Saved data entries:
↓

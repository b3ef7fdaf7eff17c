#![deny(
    unsafe_code,
    missing_docs,
    dead_code,
    unused_results,
    non_snake_case,
    unreachable_pub
)]

//! Authoritative world state management for Deepfield.
//!
//! The [`World`] owns the loaded zone, the player, live enemies and every
//! transient body collection. It is mutated exclusively through [`apply`],
//! which executes one [`Command`] and reports the outcome as [`Event`]s.
//! Read access goes through the [`query`] module.

mod collections;
mod collision;
mod combat;
pub mod lifecycle;

use deepfield_core::{
    glam::Vec2, Command, Enemy, EnemyId, Event, PlayerState, TrackedCollection, ViewSize,
    WorldConfig, Zone,
};
use deepfield_system_enemy_behavior::EnemyBehavior;
use deepfield_system_zone_generation::ZoneGenerator;

use collections::Bodies;
pub use lifecycle::{Location, RunState, RunStats, ZoneStats};

const DEFAULT_VIEW: ViewSize = ViewSize::new(1_280.0, 720.0);

/// Represents the authoritative Deepfield world state.
#[derive(Debug)]
pub struct World {
    config: WorldConfig,
    generator: ZoneGenerator,
    behavior: EnemyBehavior,
    run: Option<RunState>,
    zone: Option<Zone>,
    player: PlayerState,
    camera: Vec2,
    view: ViewSize,
    enemies: Vec<Enemy>,
    bodies: Bodies,
    next_enemy_id: u32,
    tick_index: u64,
    zone_time: f32,
}

impl World {
    /// Creates a world whose ambient enemy jitter is seeded from the operating system.
    #[must_use]
    pub fn new(config: WorldConfig) -> Self {
        Self::with_behavior(config, EnemyBehavior::from_entropy())
    }

    /// Creates a world with reproducible ambient enemy jitter.
    ///
    /// Generation is always reproducible from the run seed; this additionally
    /// pins per-frame behavior so whole simulations replay exactly.
    #[must_use]
    pub fn with_behavior_seed(config: WorldConfig, seed: u64) -> Self {
        Self::with_behavior(config, EnemyBehavior::with_seed(seed))
    }

    fn with_behavior(config: WorldConfig, behavior: EnemyBehavior) -> Self {
        let generator = ZoneGenerator::new(config.tuning.clone(), config.packs.clone());
        Self {
            config,
            generator,
            behavior,
            run: None,
            zone: None,
            player: PlayerState::default(),
            camera: Vec2::ZERO,
            view: DEFAULT_VIEW,
            enemies: Vec::new(),
            bodies: Bodies::default(),
            next_enemy_id: 0,
            tick_index: 0,
            zone_time: 0.0,
        }
    }
}

impl Default for World {
    fn default() -> Self {
        Self::new(WorldConfig::default())
    }
}

/// Applies the provided command to the world, mutating state deterministically.
pub fn apply(world: &mut World, command: Command, out_events: &mut Vec<Event>) {
    match command {
        Command::InitWorld { theme, run_seed } => world.init_run(theme, run_seed, out_events),
        Command::LoadZone { index } => world.load_zone(index, out_events),
        Command::Tick { dt, view, interact } => world.tick(dt, view, interact, out_events),
        Command::ResolvePlayerCollisions { dt } => world.resolve_player_collisions(dt, out_events),
        Command::SetPlayerMotion { position, velocity } => {
            world.player.position = position;
            world.player.velocity = velocity;
        }
        Command::DamagePlayer { amount } => {
            if amount.is_finite() && amount > 0.0 {
                world.player.absorb(amount);
                if let Some(run) = world.run.as_mut() {
                    run.zone_stats.damage_taken += amount;
                }
            }
        }
        Command::ActivateSpawn { spawn } => world.activate_spawn(spawn, out_events),
        Command::DamageEnemy { enemy, amount } => world.damage_enemy(enemy, amount, out_events),
        Command::KillEnemy { enemy } => world.kill_enemy(enemy, out_events),
        Command::SpawnBody {
            collection,
            position,
            velocity,
            ttl,
            damage,
        } => {
            if world
                .bodies
                .spawn(collection, position, velocity, ttl, damage, 1.0)
                .is_none()
            {
                tracing::warn!(%collection, "enemies are spawned from descriptors, not as bodies");
            }
        }
        Command::TrimOldest { collection, count } => {
            let removed = match collection {
                TrackedCollection::Enemies => world.trim_oldest_enemies(count, out_events),
                _ => world.bodies.trim_oldest(collection, count),
            };
            if removed > 0 {
                out_events.push(Event::CollectionTrimmed {
                    collection,
                    removed,
                });
            }
        }
    }
}

/// Read-only queries over the world state.
pub mod query {
    use deepfield_core::{
        glam::Vec2, Body, Enemy, EnemyId, PlayerState, TrackedCollection, ViewSize, WorldConfig,
        Zone,
    };

    use super::{RunState, World};

    /// Position, velocity and health of one collection entry.
    #[derive(Clone, Copy, Debug, PartialEq)]
    pub struct EntitySample {
        /// Index of the entry within its collection, oldest first.
        pub index: usize,
        /// Numeric identifier of the entity.
        pub id: u64,
        /// Current position.
        pub position: Vec2,
        /// Current velocity.
        pub velocity: Vec2,
        /// Hit points for enemies, health for bodies.
        pub health: f32,
    }

    /// Configuration the world was created with.
    #[must_use]
    pub fn config(world: &World) -> &WorldConfig {
        &world.config
    }

    /// State of the current run, if one has started.
    #[must_use]
    pub fn run(world: &World) -> Option<&RunState> {
        world.run.as_ref()
    }

    /// Currently loaded zone.
    #[must_use]
    pub fn zone(world: &World) -> Option<&Zone> {
        world.zone.as_ref()
    }

    /// SHA-256 digest of the loaded zone's generated content.
    #[must_use]
    pub fn zone_fingerprint(world: &World) -> Option<[u8; 32]> {
        world
            .zone
            .as_ref()
            .map(deepfield_system_zone_generation::fingerprint)
    }

    /// Player state.
    #[must_use]
    pub fn player(world: &World) -> &PlayerState {
        &world.player
    }

    /// Camera centre in world coordinates.
    #[must_use]
    pub fn camera(world: &World) -> Vec2 {
        world.camera
    }

    /// Viewport size used by the most recent tick.
    #[must_use]
    pub fn view(world: &World) -> ViewSize {
        world.view
    }

    /// Live enemies in spawn order.
    #[must_use]
    pub fn enemies(world: &World) -> &[Enemy] {
        &world.enemies
    }

    /// Looks up a live enemy.
    #[must_use]
    pub fn enemy(world: &World, id: EnemyId) -> Option<&Enemy> {
        world.enemies.iter().find(|enemy| enemy.id == id)
    }

    /// Bodies of a transient collection, oldest first. `None` for `Enemies`.
    pub fn bodies(world: &World, collection: TrackedCollection) -> Option<impl Iterator<Item = &Body>> {
        world.bodies.get(collection).map(|bodies| bodies.iter())
    }

    /// Number of entries in a tracked collection.
    #[must_use]
    pub fn collection_len(world: &World, collection: TrackedCollection) -> usize {
        match collection {
            TrackedCollection::Enemies => world.enemies.len(),
            _ => world.bodies.get(collection).map_or(0, |bodies| bodies.len()),
        }
    }

    /// Samples the entry at `index` of a tracked collection.
    #[must_use]
    pub fn sample(world: &World, collection: TrackedCollection, index: usize) -> Option<EntitySample> {
        match collection {
            TrackedCollection::Enemies => world.enemies.get(index).map(|enemy| EntitySample {
                index,
                id: u64::from(enemy.id.get()),
                position: enemy.position,
                velocity: enemy.velocity,
                health: enemy.hp,
            }),
            _ => world
                .bodies
                .get(collection)
                .and_then(|bodies| bodies.get(index))
                .map(|body| EntitySample {
                    index,
                    id: body.id.get(),
                    position: body.position,
                    velocity: body.velocity,
                    health: body.health,
                }),
        }
    }

    /// Ticks processed since the world was created.
    #[must_use]
    pub fn tick_index(world: &World) -> u64 {
        world.tick_index
    }

    /// Seconds simulated since the current zone loaded.
    #[must_use]
    pub fn zone_time(world: &World) -> f32 {
        world.zone_time
    }
}

impl World {
    fn enemy_index(&self, id: EnemyId) -> Option<usize> {
        self.enemies.iter().position(|enemy| enemy.id == id)
    }
}

#[cfg(test)]
mod tests {
    use deepfield_core::{BiomeId, SpawnId};

    use super::*;

    fn started(seed: u32) -> (World, Vec<Event>) {
        let mut world = World::with_behavior_seed(WorldConfig::default(), 9);
        let mut events = Vec::new();
        apply(
            &mut world,
            Command::InitWorld {
                theme: Some(BiomeId::new("void")),
                run_seed: Some(seed),
            },
            &mut events,
        );
        (world, events)
    }

    fn first_spawn(world: &World) -> SpawnId {
        query::zone(world)
            .and_then(|zone| zone.enemy_spawns.first())
            .map(|descriptor| descriptor.id)
            .expect("zone has enemies")
    }

    #[test]
    fn fresh_world_has_no_run() {
        let world = World::default();
        assert!(query::run(&world).is_none());
        assert!(query::zone(&world).is_none());
        assert_eq!(query::tick_index(&world), 0);
    }

    #[test]
    fn init_world_loads_first_zone() {
        let (world, events) = started(42);
        assert!(matches!(
            events.first(),
            Some(Event::WorldInitialized { run_seed: 42 })
        ));
        let Some(Event::ZoneLoaded { index, biome, .. }) = events.get(1) else {
            panic!("expected ZoneLoaded, got {events:?}");
        };
        assert_eq!(*index, 1);
        assert_eq!(biome, &BiomeId::new("void"));
        let zone = query::zone(&world).expect("zone");
        assert_eq!(query::player(&world).position, zone.spawn_point);
        assert_eq!(query::player(&world).velocity, Vec2::ZERO);
        assert_eq!(query::camera(&world), zone.spawn_point);
    }

    #[test]
    fn spawn_body_rejects_enemies() {
        let (mut world, _) = started(1);
        let mut events = Vec::new();
        apply(
            &mut world,
            Command::SpawnBody {
                collection: TrackedCollection::Enemies,
                position: Vec2::ZERO,
                velocity: Vec2::ZERO,
                ttl: 1.0,
                damage: 0.0,
            },
            &mut events,
        );
        assert_eq!(query::collection_len(&world, TrackedCollection::Enemies), 0);
        assert!(events.is_empty());
    }

    #[test]
    fn trimming_enemies_despawns_without_killing() {
        let (mut world, _) = started(5);
        let spawn = first_spawn(&world);
        let mut events = Vec::new();
        apply(&mut world, Command::ActivateSpawn { spawn }, &mut events);
        assert_eq!(query::enemies(&world).len(), 1);

        events.clear();
        apply(
            &mut world,
            Command::TrimOldest {
                collection: TrackedCollection::Enemies,
                count: 4,
            },
            &mut events,
        );
        assert!(query::enemies(&world).is_empty());
        assert!(events.contains(&Event::CollectionTrimmed {
            collection: TrackedCollection::Enemies,
            removed: 1,
        }));
        let descriptor = query::zone(&world)
            .and_then(|zone| zone.spawn(spawn))
            .expect("descriptor");
        assert!(!descriptor.state.active);
        assert!(!descriptor.state.killed);
        assert!(descriptor.can_activate());
    }

    #[test]
    fn damage_player_drains_shield_first() {
        let (mut world, _) = started(3);
        let mut events = Vec::new();
        apply(&mut world, Command::DamagePlayer { amount: 20.0 }, &mut events);
        let player = query::player(&world);
        assert_eq!(player.shield, 30.0);
        assert_eq!(player.health, 100.0);
        apply(&mut world, Command::DamagePlayer { amount: f32::NAN }, &mut events);
        assert_eq!(query::player(&world).shield, 30.0);
    }

    #[test]
    fn samples_follow_collection_order() {
        let (mut world, _) = started(8);
        let mut events = Vec::new();
        for step in 0..3 {
            apply(
                &mut world,
                Command::SpawnBody {
                    collection: TrackedCollection::Bullets,
                    position: Vec2::splat(step as f32),
                    velocity: Vec2::X,
                    ttl: 5.0,
                    damage: 1.0,
                },
                &mut events,
            );
        }
        assert_eq!(query::collection_len(&world, TrackedCollection::Bullets), 3);
        let tail = query::sample(&world, TrackedCollection::Bullets, 2).expect("tail");
        assert_eq!(tail.position, Vec2::splat(2.0));
        assert!(query::sample(&world, TrackedCollection::Bullets, 3).is_none());
        assert!(query::enemy(&world, EnemyId::new(0)).is_none());
    }
}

↑

The answer must hold exactly the lines of the entries above, from the first line through the line that contains "fn with_behavior(config: WorldConfig, behavior: EnemyBehavior)", and no others.

repository b3ef7fdaf7eff17c
#![deny(
    unsafe_code,
    missing_docs,
    dead_code,
    unused_results,
    non_snake_case,
    unreachable_pub
)]

//! Authoritative world state management for Deepfield.
//!
//! The [`World`] owns the loaded zone, the player, live enemies and every
//! transient body collection. It is mutated exclusively through [`apply`],
//! which executes one [`Command`] and reports the outcome as [`Event`]s.
//! Read access goes through the [`query`] module.

mod collections;
mod collision;
mod combat;
pub mod lifecycle;

use deepfield_core::{
    glam::Vec2, Command, Enemy, EnemyId, Event, PlayerState, TrackedCollection, ViewSize,
    WorldConfig, Zone,
};
use deepfield_system_enemy_behavior::EnemyBehavior;
use deepfield_system_zone_generation::ZoneGenerator;

use collections::Bodies;
pub use lifecycle::{Location, RunState, RunStats, ZoneStats};

const DEFAULT_VIEW: ViewSize = ViewSize::new(1_280.0, 720.0);

/// Represents the authoritative Deepfield world state.
#[derive(Debug)]
pub struct World {
    config: WorldConfig,
    generator: ZoneGenerator,
    behavior: EnemyBehavior,
    run: Option<RunState>,
    zone: Option<Zone>,
    player: PlayerState,
    camera: Vec2,
    view: ViewSize,
    enemies: Vec<Enemy>,
    bodies: Bodies,
    next_enemy_id: u32,
    tick_index: u64,
    zone_time: f32,
}

impl World {
    /// Creates a world whose ambient enemy jitter is seeded from the operating system.
    #[must_use]
    pub fn new(config: WorldConfig) -> Self {
        Self::with_behavior(config, EnemyBehavior::from_entropy())
    }

    /// Creates a world with reproducible ambient enemy jitter.
    ///
    /// Generation is always reproducible from the run seed; this additionally
    /// pins per-frame behavior so whole simulations replay exactly.
    #[must_use]
    pub fn with_behavior_seed(config: WorldConfig, seed: u64) -> Self {
        Self::with_behavior(config, EnemyBehavior::with_seed(seed))
    }

    fn with_behavior(config: WorldConfig, behavior: EnemyBehavior) -> Self {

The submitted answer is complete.